The church we attended was nearly as grand-looking inside as a theater. Every pew was filled, and there was no misbehavior on the back benches, such as William contended with to the last. We had a plush-covered one near the front, and a stool to put our feet on, and a library hooked to the back of the pew in front of us, containing a bulletin of the church's news. I didn't have time to find the "society column," but I was looking for it when the preacher came in. I expected to hear a perfectly-scarifying sermon, he looked so much like a tintype of the prophet Jeremiah; but he took his text from Mark about the healing of the man with the withered hand, and preached on the hypnotism of Jesus. He made a clean sweep of the miracles in the most elegant, convincing language you ever heard. And I sat and cried to think of what he'd done to Scriptures William would have died to preserve. The girls were mortified at the scene I was making. I don't reckon anybody had ever cried in that church before, and I am sure no man was ever convicted of his sins there.
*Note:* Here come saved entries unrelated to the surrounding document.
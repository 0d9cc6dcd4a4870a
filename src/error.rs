use std::io;
use std::path::{Path, PathBuf};

use thiserror::Error;

use crate::index::types::{DocId, DocumentTerm, TermId};

/// Error type for every stage of an index build and for index readers
#[derive(Error, Debug)]
pub enum IndexError {
    #[error("I/O error on {}: {source}", path.display())]
    Io {
        path: PathBuf,
        #[source]
        source: io::Error,
    },

    #[error(
        "Sort invariant violated in run {run}: ({}, {}) followed by ({}, {})",
        previous.term_id, previous.doc_id, found.term_id, found.doc_id
    )]
    SortInvariant {
        run: usize,
        previous: DocumentTerm,
        found: DocumentTerm,
    },

    #[error("Malformed run {run} at line {line}: {reason}")]
    MalformedRun {
        run: usize,
        line: usize,
        reason: String,
    },

    #[error("Malformed postings: {0}")]
    MalformedPostings(String),

    #[error("Malformed code: {0}")]
    MalformedCode(String),

    #[error("Gamma codes require a value >= 1, got {0}")]
    InvalidGammaValue(u32),

    #[error("Offset table error: {0}")]
    OffsetTable(String),

    #[error("Unknown term id: {0}")]
    UnknownTerm(TermId),

    #[error("Unknown document id: {0}")]
    UnknownDocument(DocId),

    #[error("Invalid configuration: {0}")]
    Config(String),

    #[error("Corpus error: {0}")]
    Corpus(String),

    #[error("JSON error: {0}")]
    Json(#[from] serde_json::Error),
}

/// Result type alias for index operations
pub type Result<T> = std::result::Result<T, IndexError>;

impl IndexError {
    /// Wrap an I/O error with the path it happened on
    pub fn io(path: impl AsRef<Path>, source: io::Error) -> Self {
        IndexError::Io {
            path: path.as_ref().to_path_buf(),
            source,
        }
    }

    /// Whether this error means the data on disk is inconsistent, as opposed
    /// to the environment failing
    pub fn is_corruption(&self) -> bool {
        matches!(
            self,
            IndexError::SortInvariant { .. }
                | IndexError::MalformedRun { .. }
                | IndexError::MalformedPostings(_)
                | IndexError::MalformedCode(_)
                | IndexError::OffsetTable(_)
        )
    }
}

/// Attach a path to `io::Result`s
pub trait IoContext<T> {
    fn with_path(self, path: impl AsRef<Path>) -> Result<T>;
}

impl<T> IoContext<T> for io::Result<T> {
    fn with_path(self, path: impl AsRef<Path>) -> Result<T> {
        self.map_err(|e| IndexError::io(path, e))
    }
}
When we reached home I told Sarah about going back to Redwine, first thing. Then I came on upstairs and had it out with William in a very few words, while I was pulling out the dresser drawers and putting my things in the trunk.

"William," I said, kneeling down on the floor with my back to his picture on my dresser, laying my collars in the tray, "you were right. There is something wrong with the church system, something wrong with the institutional religion that the church is propagating; but there is nothing wrong with the truth of God for which you stood and made me stand for thirty years, and I am going back where some of the people know it, whether they know anything else or not.

"Up here the best, the wisest people don't know what the truth of God is; they think they can find it in science. Faith is for fools who cannot think. They are not trying to reconcile God to man, but man to God, and trimming down the Holy Ghost to suit his scientific bug faculties."